Today is the first of my quarterly weigh-ins. We all knew I wasn’t going to hit my goal, but I’m still posting about it to stay accountable.
Goal weight: 209.5 Pounds
Weight: 225 Pounds
Difference: +15.5 Pounds
Voila, a stone too heavy. Even though I didn’t hit my goal, I do feel like I achieved something in the past 3 months…
3 Month Summary
Start weight: 227 pounds
Heaviest Weight: 234 pounds
End weight: 225 pounds
Jan-March: 2 pounds lost
Heaviest weight-March: 7 pounds lost
It doesn’t sound like much, but it’s good to be losing weight overall rather than gaining!

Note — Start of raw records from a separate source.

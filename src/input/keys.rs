/// Raw OS virtual-key code, using the Windows virtual-key numbering.
#[derive(Debug, Clone, Copy, PartialEq, Eq, Hash)]
pub struct VirtualKey(pub u16);

impl VirtualKey {
    pub const BACKSPACE: Self = Self(0x08);
    pub const TAB: Self = Self(0x09);
    pub const ENTER: Self = Self(0x0D);
    pub const SHIFT: Self = Self(0x10);
    pub const CONTROL: Self = Self(0x11);
    pub const ALT: Self = Self(0x12);
    pub const ESCAPE: Self = Self(0x1B);
    pub const SPACE: Self = Self(0x20);
    pub const LEFT_SUPER: Self = Self(0x5B);
    pub const RIGHT_SUPER: Self = Self(0x5C);
    pub const NUMPAD0: Self = Self(0x60);
    pub const LEFT_SHIFT: Self = Self(0xA0);
    pub const RIGHT_SHIFT: Self = Self(0xA1);
    pub const LEFT_CONTROL: Self = Self(0xA2);
    pub const RIGHT_CONTROL: Self = Self(0xA3);
    pub const LEFT_ALT: Self = Self(0xA4);
    pub const RIGHT_ALT: Self = Self(0xA5);

    pub const fn from_ascii(byte: u8) -> Self {
        Self(byte as u16)
    }

    /// Letter keys share their uppercase ASCII code.
    pub fn letter(ch: char) -> Option<Self> {
        let upper = ch.to_ascii_uppercase();
        upper
            .is_ascii_uppercase()
            .then(|| Self(u16::from(upper as u8)))
    }

    /// Digit row keys share their ASCII code.
    pub fn digit(ch: char) -> Option<Self> {
        ch.is_ascii_digit().then(|| Self(u16::from(ch as u8)))
    }

    pub fn numpad(digit: u8) -> Option<Self> {
        (digit < 10).then(|| Self(Self::NUMPAD0.0 + u16::from(digit)))
    }

    pub fn is_shift(self) -> bool {
        matches!(self, Self::SHIFT | Self::LEFT_SHIFT | Self::RIGHT_SHIFT)
    }

    pub fn is_modifier(self) -> bool {
        self.is_shift()
            || matches!(
                self,
                Self::CONTROL
                    | Self::LEFT_CONTROL
                    | Self::RIGHT_CONTROL
                    | Self::ALT
                    | Self::LEFT_ALT
                    | Self::RIGHT_ALT
                    | Self::LEFT_SUPER
                    | Self::RIGHT_SUPER
            )
    }
}
use crossterm::event::EventStream;
use futures_util::StreamExt;
use tokio::sync::mpsc::{UnboundedReceiver, unbounded_channel};
use tokio::task::JoinHandle;

use crate::event::DomainEvent;

/// Terminal input pump. Raw key transitions from the terminal stand in for
/// the OS keyboard hook.
pub(crate) struct EventBusRuntime {
    tasks: Vec<JoinHandle<()>>,
}

impl EventBusRuntime {
    pub(crate) fn spawn() -> (UnboundedReceiver<DomainEvent>, Self) {
        let (tx, rx) = unbounded_channel();
        let tasks = vec![tokio::spawn(async move {
            let mut input_stream = EventStream::new();
            while let Some(event) = input_stream.next().await {
                let loop_event = match event {
                    Ok(event) => DomainEvent::Input(event),
                    Err(err) => DomainEvent::InputError(err.to_string()),
                };
                if tx.send(loop_event).is_err() {
                    return;
                }
            }
        })];
        (rx, Self { tasks })
    }

    pub(crate) fn shutdown(&mut self) {
        for task in self.tasks.drain(..) {
            task.abort();
        }
    }
}

impl Drop for EventBusRuntime {
    fn drop(&mut self) {
        self.shutdown();
    }
}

I considered changing the next goal as I didn’t make this one, but I think for now I’m going to leave it as it is, and if I don’t reach the next one I’ll rethink the remaining goals afterwards.
Speaking of which…
28.06.15: 199 Pounds
26 pounds to lose in 3 months. 8.7 pounds per month, ~2 pounds per week.
Now to get cracking on this with some meal planning!
It’s the last week of March, how exciting. And scary. It’s only just over 4 weeks until we’re going up to Scotland to climb Ben Nevis!! Eeep! Need to get walking…
Anyway, weigh in!
Last Week: 226.6 pounds (re-weigh weight)
Today: 224.4 pounds
To Reach Goal 1: 14.9 pounds
Lost 2.2 pounds this week! I’m pleased with that. My goal for this week was 224 pounds, which I’m happy to say I accomplished. 224 is the lowest weight so far this year – it was my pre-Christmas weight last year.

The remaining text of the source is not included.